Ci sono storie che sembrano scritte per ricordarci che la realtà supera sempre la fantasia. Questa volta il protagonista è un paziente che, per un presunto tumore, si è visto amputare il pene. Peccato però che il tumore non c’era. Eh già, una malattia invisibile, tanto quanto, pare, la precisione della diagnosi. Dopo un’interminabile battaglia legale e quattro anni di riflessione sul valore del bisturi, il paziente e l’Asl sono giunti a un accordo (ovviamente segretissimo) che mette fine alla tragicommedia.
Andiamo con ordine. Era il 2018 quando il paziente viene sottoposto a un intervento chirurgico “demolitivo” per un tumore al pene, diagnosticato – o meglio, presunto – con un’approssimazione degna di un sensitivo. Nessuno, infatti, si è disturbato a fare una biopsia, forse convinti che un po’ di intuito medico bastasse. Risultato? Un’amputazione, con tanto di perdita della capacità di procreare e notevoli difficoltà anche nella semplice minzione. Solo dopo, come in ogni thriller che si rispetti, arriva la “scoperta” che il vero problema non era un tumore, ma la sifilide, una malattia tranquillamente curabile con antibiotici.
Naturalmente, la notizia dell’amputazione “a vuoto” fa scalpore e finisce in tribunale. Ma qui, arriva il colpo di scena: quando il paziente si decide a denunciare il fatto, erano già scaduti i termini per farlo. Un piccolo, ironico dettaglio che permette al chirurgo di evitare il processo per lesioni gravissime e di uscire illeso dall’incidente, pronto a sostenere che l’intervento era stato deciso con il sostegno dei colleghi e seguendo i protocolli.
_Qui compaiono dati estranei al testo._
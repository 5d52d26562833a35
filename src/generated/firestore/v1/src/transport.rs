// Copyright 2026 Google LLC
//
// Licensed under the Apache License, Version 2.0 (the "License");
// you may not use this file except in compliance with the License.
// You may obtain a copy of the License at
//
//     https://www.apache.org/licenses/LICENSE-2.0
//
// Unless required by applicable law or agreed to in writing, software
// distributed under the License is distributed on an "AS IS" BASIS,
// WITHOUT WARRANTIES OR CONDITIONS OF ANY KIND, either express or implied.
// See the License for the specific language governing permissions and
// limitations under the License.
//
// Code generated by sidekick. DO NOT EDIT.

use crate::Result;

/// Implements [Firestore](super::stub::Firestore) using a [gaxi::http::ReqwestClient].
#[derive(Clone)]
pub struct Firestore {
    inner: gaxi::http::ReqwestClient,
    settings: std::sync::Arc<gax::client_config::ServiceSettings>,
}

impl std::fmt::Debug for Firestore {
    fn fmt(&self, f: &mut std::fmt::Formatter<'_>) -> std::result::Result<(), std::fmt::Error> {
        f.debug_struct("Firestore")
            .field("inner", &self.inner)
            .finish()
    }
}

impl Firestore {
    pub async fn new(config: gaxi::options::ClientConfig) -> gax::client_builder::Result<Self> {
        let settings = gaxi::options::service_settings(
            &config,
            crate::config::FIRESTORE,
            "google.firestore.v1.Firestore",
        )?;
        let inner = gaxi::http::ReqwestClient::new(config, crate::DEFAULT_HOST, crate::ALL_SCOPES).await?;
        Ok(Self {
            inner,
            settings: std::sync::Arc::new(settings),
        })
    }
}

impl super::stub::Firestore for Firestore {
    async fn get_document(
        &self,
        req: crate::model::GetDocumentRequest,
        options: gax::options::RequestOptions,
    ) -> Result<gax::response::Response<crate::model::Document>> {
        let options = self.settings.apply("GetDocument", options);
        let path = format!(
            "/v1/{}",
            gaxi::path_parameter::matching(&req.name, "projects/*/databases/*/documents/*/**", "name")?,
        );
        let builder = self
            .inner
            .builder(reqwest::Method::GET, path)
            .header(
                "x-goog-api-client",
                reqwest::header::HeaderValue::from_static(&crate::info::X_GOOG_API_CLIENT_HEADER),
            );
        let builder = gaxi::query_parameter::add(builder, "mask", &req.mask)?;
        let builder = gaxi::query_parameter::add(
            builder,
            "transaction",
            &serde_with::ser::SerializeAsWrap::<_, serde_with::base64::Base64>::new(&req.transaction),
        )?;
        let builder = gaxi::query_parameter::add(builder, "readTime", &req.read_time)?;
        self.inner
            .execute(builder, None::<gaxi::http::NoBody>, options)
            .await
    }

    async fn list_documents(
        &self,
        mut req: crate::model::ListDocumentsRequest,
        options: gax::options::RequestOptions,
    ) -> Result<gax::response::Response<crate::model::ListDocumentsResponse>> {
        let options = self.settings.apply("ListDocuments", options);
        if let (0, Some(page_size)) = (req.page_size, self.settings.page_size("ListDocuments")) {
            req.page_size = page_size;
        }
        let path = format!(
            "/v1/{}/{}",
            gaxi::path_parameter::matching_any(
                &req.parent,
                &["projects/*/databases/*/documents", "projects/*/databases/*/documents/*/**"],
                "parent",
            )?,
            gaxi::path_parameter::matching(&req.collection_id, "*", "collection_id")?,
        );
        let builder = self
            .inner
            .builder(reqwest::Method::GET, path)
            .header(
                "x-goog-api-client",
                reqwest::header::HeaderValue::from_static(&crate::info::X_GOOG_API_CLIENT_HEADER),
            );
        let builder = gaxi::query_parameter::add(builder, "pageSize", &req.page_size)?;
        let builder = gaxi::query_parameter::add(builder, "pageToken", &req.page_token)?;
        let builder = gaxi::query_parameter::add(builder, "orderBy", &req.order_by)?;
        let builder = gaxi::query_parameter::add(builder, "mask", &req.mask)?;
        let builder = gaxi::query_parameter::add(
            builder,
            "transaction",
            &serde_with::ser::SerializeAsWrap::<_, serde_with::base64::Base64>::new(&req.transaction),
        )?;
        let builder = gaxi::query_parameter::add(builder, "readTime", &req.read_time)?;
        let builder = gaxi::query_parameter::add(builder, "showMissing", &req.show_missing)?;
        self.inner
            .execute(builder, None::<gaxi::http::NoBody>, options)
            .await
    }

    async fn create_document(
        &self,
        req: crate::model::CreateDocumentRequest,
        options: gax::options::RequestOptions,
    ) -> Result<gax::response::Response<crate::model::Document>> {
        let options = self.settings.apply("CreateDocument", options);
        let path = format!(
            "/v1/{}/{}",
            gaxi::path_parameter::matching_any(
                &req.parent,
                &["projects/*/databases/*/documents", "projects/*/databases/*/documents/**"],
                "parent",
            )?,
            gaxi::path_parameter::matching(&req.collection_id, "*", "collection_id")?,
        );
        let builder = self
            .inner
            .builder(reqwest::Method::POST, path)
            .header(
                "x-goog-api-client",
                reqwest::header::HeaderValue::from_static(&crate::info::X_GOOG_API_CLIENT_HEADER),
            );
        let builder = gaxi::query_parameter::add(builder, "documentId", &req.document_id)?;
        let builder = gaxi::query_parameter::add(builder, "mask", &req.mask)?;
        self.inner.execute(builder, req.document, options).await
    }

    async fn update_document(
        &self,
        req: crate::model::UpdateDocumentRequest,
        options: gax::options::RequestOptions,
    ) -> Result<gax::response::Response<crate::model::Document>> {
        let options = self.settings.apply("UpdateDocument", options);
        let path = format!(
            "/v1/{}",
            gaxi::path_parameter::matching(&gaxi::path_parameter::required(req.document.as_ref(), "document")?.name, "projects/*/databases/*/documents/*/**", "document.name")?,
        );
        let builder = self
            .inner
            .builder(reqwest::Method::PATCH, path)
            .header(
                "x-goog-api-client",
                reqwest::header::HeaderValue::from_static(&crate::info::X_GOOG_API_CLIENT_HEADER),
            );
        let builder = gaxi::query_parameter::add(builder, "updateMask", &req.update_mask)?;
        let builder = gaxi::query_parameter::add(builder, "mask", &req.mask)?;
        let builder = gaxi::query_parameter::add(builder, "currentDocument", &req.current_document)?;
        self.inner.execute(builder, req.document, options).await
    }

    async fn delete_document(
        &self,
        req: crate::model::DeleteDocumentRequest,
        options: gax::options::RequestOptions,
    ) -> Result<gax::response::Response<wkt::Empty>> {
        let options = self.settings.apply("DeleteDocument", options);
        let path = format!(
            "/v1/{}",
            gaxi::path_parameter::matching(&req.name, "projects/*/databases/*/documents/*/**", "name")?,
        );
        let builder = self
            .inner
            .builder(reqwest::Method::DELETE, path)
            .header(
                "x-goog-api-client",
                reqwest::header::HeaderValue::from_static(&crate::info::X_GOOG_API_CLIENT_HEADER),
            );
        let builder = gaxi::query_parameter::add(builder, "currentDocument", &req.current_document)?;
        self.inner
            .execute(builder, None::<gaxi::http::NoBody>, options)
            .await
    }

    async fn batch_get_documents(
        &self,
        req: crate::model::BatchGetDocumentsRequest,
        options: gax::options::RequestOptions,
    ) -> Result<gax::response::Response<std::vec::Vec<crate::model::BatchGetDocumentsResponse>>> {
        let options = self.settings.apply("BatchGetDocuments", options);
        let path = format!(
            "/v1/{}/documents:batchGet",
            gaxi::path_parameter::matching(&req.database, "projects/*/databases/*", "database")?,
        );
        let builder = self
            .inner
            .builder(reqwest::Method::POST, path)
            .header(
                "x-goog-api-client",
                reqwest::header::HeaderValue::from_static(&crate::info::X_GOOG_API_CLIENT_HEADER),
            );
        self.inner.execute(builder, Some(req), options).await
    }

    async fn begin_transaction(
        &self,
        req: crate::model::BeginTransactionRequest,
        options: gax::options::RequestOptions,
    ) -> Result<gax::response::Response<crate::model::BeginTransactionResponse>> {
        let options = self.settings.apply("BeginTransaction", options);
        let path = format!(
            "/v1/{}/documents:beginTransaction",
            gaxi::path_parameter::matching(&req.database, "projects/*/databases/*", "database")?,
        );
        let builder = self
            .inner
            .builder(reqwest::Method::POST, path)
            .header(
                "x-goog-api-client",
                reqwest::header::HeaderValue::from_static(&crate::info::X_GOOG_API_CLIENT_HEADER),
            );
        self.inner.execute(builder, Some(req), options).await
    }

    async fn commit(
        &self,
        req: crate::model::CommitRequest,
        options: gax::options::RequestOptions,
    ) -> Result<gax::response::Response<crate::model::CommitResponse>> {
        let options = self.settings.apply("Commit", options);
        let path = format!(
            "/v1/{}/documents:commit",
            gaxi::path_parameter::matching(&req.database, "projects/*/databases/*", "database")?,
        );
        let builder = self
            .inner
            .builder(reqwest::Method::POST, path)
            .header(
                "x-goog-api-client",
                reqwest::header::HeaderValue::from_static(&crate::info::X_GOOG_API_CLIENT_HEADER),
            );
        self.inner.execute(builder, Some(req), options).await
    }

    async fn rollback(
        &self,
        req: crate::model::RollbackRequest,
        options: gax::options::RequestOptions,
    ) -> Result<gax::response::Response<wkt::Empty>> {
        let options = self.settings.apply("Rollback", options);
        let path = format!(
            "/v1/{}/documents:rollback",
            gaxi::path_parameter::matching(&req.database, "projects/*/databases/*", "database")?,
        );
        let builder = self
            .inner
            .builder(reqwest::Method::POST, path)
            .header(
                "x-goog-api-client",
                reqwest::header::HeaderValue::from_static(&crate::info::X_GOOG_API_CLIENT_HEADER),
            );
        self.inner.execute(builder, Some(req), options).await
    }

    async fn run_query(
        &self,
        req: crate::model::RunQueryRequest,
        options: gax::options::RequestOptions,
    ) -> Result<gax::response::Response<std::vec::Vec<crate::model::RunQueryResponse>>> {
        let options = self.settings.apply("RunQuery", options);
        let path = format!(
            "/v1/{}:runQuery",
            gaxi::path_parameter::matching_any(
                &req.parent,
                &["projects/*/databases/*/documents", "projects/*/databases/*/documents/*/**"],
                "parent",
            )?,
        );
        let builder = self
            .inner
            .builder(reqwest::Method::POST, path)
            .header(
                "x-goog-api-client",
                reqwest::header::HeaderValue::from_static(&crate::info::X_GOOG_API_CLIENT_HEADER),
            );
        self.inner.execute(builder, Some(req), options).await
    }

    async fn partition_query(
        &self,
        mut req: crate::model::PartitionQueryRequest,
        options: gax::options::RequestOptions,
    ) -> Result<gax::response::Response<crate::model::PartitionQueryResponse>> {
        let options = self.settings.apply("PartitionQuery", options);
        if let (0, Some(page_size)) = (req.page_size, self.settings.page_size("PartitionQuery")) {
            req.page_size = page_size;
        }
        let path = format!(
            "/v1/{}:partitionQuery",
            gaxi::path_parameter::matching_any(
                &req.parent,
                &["projects/*/databases/*/documents", "projects/*/databases/*/documents/*/**"],
                "parent",
            )?,
        );
        let builder = self
            .inner
            .builder(reqwest::Method::POST, path)
            .header(
                "x-goog-api-client",
                reqwest::header::HeaderValue::from_static(&crate::info::X_GOOG_API_CLIENT_HEADER),
            );
        self.inner.execute(builder, Some(req), options).await
    }

    async fn list_collection_ids(
        &self,
        mut req: crate::model::ListCollectionIdsRequest,
        options: gax::options::RequestOptions,
    ) -> Result<gax::response::Response<crate::model::ListCollectionIdsResponse>> {
        let options = self.settings.apply("ListCollectionIds", options);
        if let (0, Some(page_size)) = (req.page_size, self.settings.page_size("ListCollectionIds")) {
            req.page_size = page_size;
        }
        let path = format!(
            "/v1/{}:listCollectionIds",
            gaxi::path_parameter::matching_any(
                &req.parent,
                &["projects/*/databases/*/documents", "projects/*/databases/*/documents/*/**"],
                "parent",
            )?,
        );
        let builder = self
            .inner
            .builder(reqwest::Method::POST, path)
            .header(
                "x-goog-api-client",
                reqwest::header::HeaderValue::from_static(&crate::info::X_GOOG_API_CLIENT_HEADER),
            );
        self.inner.execute(builder, Some(req), options).await
    }

    async fn batch_write(
        &self,
        req: crate::model::BatchWriteRequest,
        options: gax::options::RequestOptions,
    ) -> Result<gax::response::Response<crate::model::BatchWriteResponse>> {
        let options = self.settings.apply("BatchWrite", options);
        let path = format!(
            "/v1/{}/documents:batchWrite",
            gaxi::path_parameter::matching(&req.database, "projects/*/databases/*", "database")?,
        );
        let builder = self
            .inner
            .builder(reqwest::Method::POST, path)
            .header(
                "x-goog-api-client",
                reqwest::header::HeaderValue::from_static(&crate::info::X_GOOG_API_CLIENT_HEADER),
            );
        self.inner.execute(builder, Some(req), options).await
    }
}
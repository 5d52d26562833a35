// Copyright 2026 Google LLC
//
// Licensed under the Apache License, Version 2.0 (the "License");
// you may not use this file except in compliance with the License.
// You may obtain a copy of the License at
//
//     https://www.apache.org/licenses/LICENSE-2.0
//
// Unless required by applicable law or agreed to in writing, software
// distributed under the License is distributed on an "AS IS" BASIS,
// WITHOUT WARRANTIES OR CONDITIONS OF ANY KIND, either express or implied.
// See the License for the specific language governing permissions and
// limitations under the License.
//
// Code generated by sidekick. DO NOT EDIT.

//! Google Cloud Client Libraries for Rust - Cloud Firestore Admin API
//!
//! This crate contains traits, types, and functions to interact with the
//! Cloud Firestore Admin API. Most applications will use the structs defined in the
//! [client] module. More specifically:
//!
//! * [FirestoreAdmin](client/struct.FirestoreAdmin.html)

#![allow(deprecated)]

/// The messages and enums that are part of this client library.
pub mod model;

pub use gax::Result;
pub use gax::error::Error;

#[allow(rustdoc::invalid_html_tags)]
#[allow(rustdoc::redundant_explicit_links)]
pub mod stub;

/// Concrete implementations of this client library traits.
pub mod client;

/// Request builders.
pub mod builder;

#[doc(hidden)]
pub(crate) mod tracing;

#[doc(hidden)]
pub(crate) mod transport;

mod config;

/// The default host used by the service.
const DEFAULT_HOST: &str = "https://firestore.googleapis.com";

/// The OAuth scopes requested by the default credentials of the clients in
/// this crate.
pub const ALL_SCOPES: &[&str] = &[
    "https://www.googleapis.com/auth/cloud-platform",
    "https://www.googleapis.com/auth/datastore",
];

pub(crate) mod info {
    const NAME: &str = env!("CARGO_PKG_NAME");
    const VERSION: &str = env!("CARGO_PKG_VERSION");
    lazy_static::lazy_static! {
        pub(crate) static ref X_GOOG_API_CLIENT_HEADER: String = {
            let ac = gaxi::api_header::XGoogApiClient{
                name:          NAME,
                version:       VERSION,
                library_type:  gaxi::api_header::GAPIC,
            };
            ac.header_value()
        };
    }
}
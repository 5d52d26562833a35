// Copyright 2026 Google LLC
//
// Licensed under the Apache License, Version 2.0 (the "License");
// you may not use this file except in compliance with the License.
// You may obtain a copy of the License at
//
//     https://www.apache.org/licenses/LICENSE-2.0
//
// Unless required by applicable law or agreed to in writing, software
// distributed under the License is distributed on an "AS IS" BASIS,
// WITHOUT WARRANTIES OR CONDITIONS OF ANY KIND, either express or implied.
// See the License for the specific language governing permissions and
// limitations under the License.


use gapic_firestore_v1::{client, model, stub};
use gax::error::Error;
use gax::error::rpc::{Code, Status};
use gax::response::Response;

type Result<T> = std::result::Result<T, Box<dyn std::error::Error>>;

const DATABASE: &str = "projects/p/databases/(default)";
const DOCUMENTS: &str = "projects/p/databases/(default)/documents";

mockall::mock! {
    #[derive(Debug)]
    Firestore {}
    impl stub::Firestore for Firestore {
        async fn list_documents(&self, req: model::ListDocumentsRequest, _options: gax::options::RequestOptions) -> gax::Result<Response<model::ListDocumentsResponse>>;
        async fn begin_transaction(&self, req: model::BeginTransactionRequest, _options: gax::options::RequestOptions) -> gax::Result<Response<model::BeginTransactionResponse>>;
        async fn commit(&self, req: model::CommitRequest, _options: gax::options::RequestOptions) -> gax::Result<Response<model::CommitResponse>>;
        async fn rollback(&self, req: model::RollbackRequest, _options: gax::options::RequestOptions) -> gax::Result<Response<wkt::Empty>>;
        async fn run_query(&self, req: model::RunQueryRequest, _options: gax::options::RequestOptions) -> gax::Result<Response<Vec<model::RunQueryResponse>>>;
    }
}

#[tokio::test(flavor = "multi_thread", worker_threads = 1)]
async fn transaction_commit() -> Result<()> {
    let mut seq = mockall::Sequence::new();
    let mut mock = MockFirestore::new();
    mock.expect_begin_transaction()
        .once()
        .in_sequence(&mut seq)
        .withf(|r, _| r.database == DATABASE)
        .return_once(|_, _| {
            Ok(Response::from(
                model::BeginTransactionResponse::new().set_transaction(bytes::Bytes::from_static(b"tx-1")),
            ))
        });
    mock.expect_commit()
        .once()
        .in_sequence(&mut seq)
        .withf(|r, _| {
            r.transaction == bytes::Bytes::from_static(b"tx-1")
                && r.writes.len() == 2
                && r.writes[1].delete == format!("{DOCUMENTS}/cities/SF")
        })
        .return_once(|r, _| {
            let results = r.writes.iter().map(|_| {
                model::WriteResult::new().set_update_time(wkt::Timestamp::clamp(1_700_000_000, 0))
            });
            Ok(Response::from(
                model::CommitResponse::new()
                    .set_write_results(results)
                    .set_commit_time(wkt::Timestamp::clamp(1_700_000_000, 0)),
            ))
        });

    let client = client::Firestore::from_stub(mock);
    let tx = client.begin_transaction().set_database(DATABASE).send().await?;
    let la = model::Document::new()
        .set_name(format!("{DOCUMENTS}/cities/LA"))
        .set_fields([("population", model::Value::new().set_integer_value(3_898_747))]);
    let response = client
        .commit()
        .set_database(DATABASE)
        .set_transaction(tx.transaction)
        .set_writes([
            model::Write::new().set_update(la),
            model::Write::new().set_delete(format!("{DOCUMENTS}/cities/SF")),
        ])
        .send()
        .await?;
    assert_eq!(response.write_results.len(), 2);
    assert_eq!(response.commit_time, Some(wkt::Timestamp::clamp(1_700_000_000, 0)));
    Ok(())
}

#[tokio::test(flavor = "multi_thread", worker_threads = 1)]
async fn rollback_error() -> Result<()> {
    let mut mock = MockFirestore::new();
    mock.expect_rollback().return_once(|_, _| {
        Err(Error::service(
            Status::default()
                .set_code(Code::FailedPrecondition)
                .set_message("transaction expired"),
        ))
    });

    let client = client::Firestore::from_stub(mock);
    let err = client
        .rollback()
        .set_database(DATABASE)
        .set_transaction(bytes::Bytes::from_static(b"tx-1"))
        .send()
        .await
        .unwrap_err();
    assert_eq!(err.status().map(|s| s.code), Some(Code::FailedPrecondition), "{err:?}");
    Ok(())
}

#[tokio::test(flavor = "multi_thread", worker_threads = 1)]
async fn list_documents_by_item() -> Result<()> {
    let mut seq = mockall::Sequence::new();
    let mut mock = MockFirestore::new();
    mock.expect_list_documents()
        .once()
        .in_sequence(&mut seq)
        .withf(|r, _| r.page_token.is_empty() && r.collection_id == "cities")
        .return_once(|_, _| {
            Ok(Response::from(
                model::ListDocumentsResponse::new()
                    .set_documents([city("LA"), city("NYC")])
                    .set_next_page_token("page-2"),
            ))
        });
    mock.expect_list_documents()
        .once()
        .in_sequence(&mut seq)
        .withf(|r, _| r.page_token == "page-2")
        .return_once(|_, _| {
            Ok(Response::from(
                model::ListDocumentsResponse::new().set_documents([city("SF")]),
            ))
        });

    let client = client::Firestore::from_stub(mock);
    let mut items = client
        .list_documents()
        .set_parent(DOCUMENTS)
        .set_collection_id("cities")
        .by_item();
    let mut names = Vec::new();
    while let Some(doc) = items.next().await {
        names.push(doc?.name);
    }
    assert_eq!(
        names,
        ["LA", "NYC", "SF"]
            .map(|id| format!("{DOCUMENTS}/cities/{id}"))
            .to_vec()
    );
    Ok(())
}

#[tokio::test(flavor = "multi_thread", worker_threads = 1)]
async fn run_query_collects_responses() -> Result<()> {
    let mut mock = MockFirestore::new();
    mock.expect_run_query()
        .withf(|r, _| {
            r.structured_query
                .as_ref()
                .is_some_and(|q| q.limit == Some(2) && q.from[0].collection_id == "cities")
        })
        .return_once(|_, _| {
            Ok(Response::from(vec![
                model::RunQueryResponse::new().set_document(city("LA")),
                model::RunQueryResponse::new().set_document(city("NYC")),
                model::RunQueryResponse::new().set_skipped_results(1),
            ]))
        });

    let client = client::Firestore::from_stub(mock);
    let query = model::StructuredQuery::new()
        .set_from([model::CollectionSelector::new().set_collection_id("cities")])
        .set_where(
            model::Filter::new().set_field_filter(
                model::FieldFilter::new()
                    .set_field(model::FieldReference::new().set_field_path("population"))
                    .set_op(model::FieldOperator::GreaterThan)
                    .set_value(model::Value::new().set_integer_value(1_000_000)),
            ),
        )
        .set_limit(2);
    let responses = client
        .run_query()
        .set_parent(DOCUMENTS)
        .set_structured_query(query)
        .send()
        .await?;
    let documents = responses
        .iter()
        .filter_map(|r| r.document.as_ref())
        .map(|d| d.name.as_str())
        .collect::<Vec<_>>();
    assert_eq!(
        documents,
        [
            format!("{DOCUMENTS}/cities/LA"),
            format!("{DOCUMENTS}/cities/NYC")
        ]
    );
    assert_eq!(responses[2].skipped_results, 1);
    Ok(())
}

fn city(id: &str) -> model::Document {
    model::Document::new()
        .set_name(format!("{DOCUMENTS}/cities/{id}"))
        .set_fields([("name", model::Value::new().set_string_value(id))])
}
#[test_case("ListEntityTypes", "GET", "/v2/projects/p/agent/entityTypes", &[("languageCode", "fr"), ("pageToken", "t1")], json!(null); "list_entity_types")]
#[test_case("GetEntityType", "GET", "/v2/projects/p/agent/entityTypes/e", &[("languageCode", "fr")], json!(null); "get_entity_type")]
#[test_case("CreateEntityType", "POST", "/v2/projects/p/agent/entityTypes", &[("languageCode", "fr")], json!({"displayName": "color", "kind": "KIND_MAP"}); "create_entity_type")]
#[test_case("UpdateEntityType", "PATCH", "/v2/projects/p/agent/entityTypes/e", &[("languageCode", "fr"), ("updateMask", "displayName")], json!({"name": ENTITY_TYPE, "displayName": "colour"}); "update_entity_type")]
#[test_case("DeleteEntityType", "DELETE", "/v2/projects/p/agent/entityTypes/e", &[], json!(null); "delete_entity_type")]
#[test_case("BatchUpdateEntityTypes", "POST", "/v2/projects/p/agent/entityTypes:batchUpdate", &[], json!({"parent": AGENT, "entityTypeBatchUri": "gs://b/types.json", "languageCode": "fr"}); "batch_update_entity_types")]
#[test_case("BatchDeleteEntityTypes", "POST", "/v2/projects/p/agent/entityTypes:batchDelete", &[], json!({"parent": AGENT, "entityTypeNames": [ENTITY_TYPE]}); "batch_delete_entity_types")]
#[test_case("BatchCreateEntities", "POST", "/v2/projects/p/agent/entityTypes/e/entities:batchCreate", &[], json!({"parent": ENTITY_TYPE, "entities": [{"value": "red", "synonyms": ["red", "crimson"]}], "languageCode": "fr"}); "batch_create_entities")]
#[test_case("BatchUpdateEntities", "POST", "/v2/projects/p/agent/entityTypes/e/entities:batchUpdate", &[], json!({"parent": ENTITY_TYPE, "entities": [{"value": "red", "synonyms": ["red", "crimson"]}], "updateMask": "synonyms"}); "batch_update_entities")]
#[test_case("BatchDeleteEntities", "POST", "/v2/projects/p/agent/entityTypes/e/entities:batchDelete", &[], json!({"parent": ENTITY_TYPE, "entityValues": ["red"]}); "batch_delete_entities")]
#[test_case("GetOperation", "GET", "/v2/projects/p/operations/op-1", &[], json!(null); "get_operation")]
#[test_case("CancelOperation", "POST", "/v2/projects/p/operations/op-1:cancel", &[], json!({"name": OPERATION}); "cancel_operation")]
#[test_case("DeleteOperation", "DELETE", "/v2/projects/p/operations/op-1", &[], json!(null); "delete_operation")]
#[tokio::test]
async fn entity_types(rpc: &str, verb: &'static str, path: &'static str, query: Query, body: Value) -> Result<()> {
    let server = expect(verb, path, query, body);
    let client = client::EntityTypes::builder()
        .with_endpoint(endpoint(&server))
        .with_credentials(anonymous())
        .build()
        .await?;
    match rpc {
        "ListEntityTypes" => {
            client.list_entity_types().set_parent(AGENT).set_language_code("fr").set_page_token("t1").send().await?;
        }
        "GetEntityType" => {
            client.get_entity_type().set_name(ENTITY_TYPE).set_language_code("fr").send().await?;
        }
        "CreateEntityType" => {
            client
                .create_entity_type()
                .set_parent(AGENT)
                .set_entity_type(model::EntityType::new().set_display_name("color").set_kind(model::EntityKind::KindMap))
                .set_language_code("fr")
                .send()
                .await?;
        }
        "UpdateEntityType" => {
            client
                .update_entity_type()
                .set_entity_type(model::EntityType::new().set_name(ENTITY_TYPE).set_display_name("colour"))
                .set_language_code("fr")
                .set_update_mask(mask("displayName"))
                .send()
                .await?;
        }
        "DeleteEntityType" => {
            client.delete_entity_type().set_name(ENTITY_TYPE).send().await?;
        }
        "BatchUpdateEntityTypes" => {
            client
                .batch_update_entity_types()
                .set_parent(AGENT)
                .set_entity_type_batch_uri("gs://b/types.json")
                .set_language_code("fr")
                .send()
                .await?;
        }
        "BatchDeleteEntityTypes" => {
            client.batch_delete_entity_types().set_parent(AGENT).set_entity_type_names([ENTITY_TYPE]).send().await?;
        }
        "BatchCreateEntities" => {
            client
                .batch_create_entities()
                .set_parent(ENTITY_TYPE)
                .set_entities([red()])
                .set_language_code("fr")
                .send()
                .await?;
        }
        "BatchUpdateEntities" => {
            client
                .batch_update_entities()
                .set_parent(ENTITY_TYPE)
                .set_entities([red()])
                .set_update_mask(mask("synonyms"))
                .send()
                .await?;
        }
        "BatchDeleteEntities" => {
            client.batch_delete_entities().set_parent(ENTITY_TYPE).set_entity_values(["red"]).send().await?;
        }
        "GetOperation" => {
            client.get_operation().set_name(OPERATION).send().await?;
        }
        "CancelOperation" => {
            client.cancel_operation().set_name(OPERATION).send().await?;
        }
        "DeleteOperation" => {
            client.delete_operation().set_name(OPERATION).send().await?;
        }
        other => panic!("unexpected RPC {other}"),
    }
    Ok(())
}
Sfumata la possibilità di un processo penale, il paziente rimane solo con l’azione civile, lamentando un “errore diagnostico” che gli è costato il più alto prezzo possibile. Dopo anni di battaglie, il caso si chiude con una somma risarcitoria, anche se decisamente più bassa di quanto richiesto inizialmente, e il vincolo di riservatezza cala come una tenda nera sui dettagli. Forse meglio così: certi incidenti di percorso non meritano ulteriori riflettori.
E quindi la morale? Che ogni tanto, forse, basterebbe un po’ di sana prudenza medica – per esempio, un’analisi accurata prima di brandire il bisturi. Ma si sa, fidarsi è bene, non fidarsi e fare una biopsia è meglio.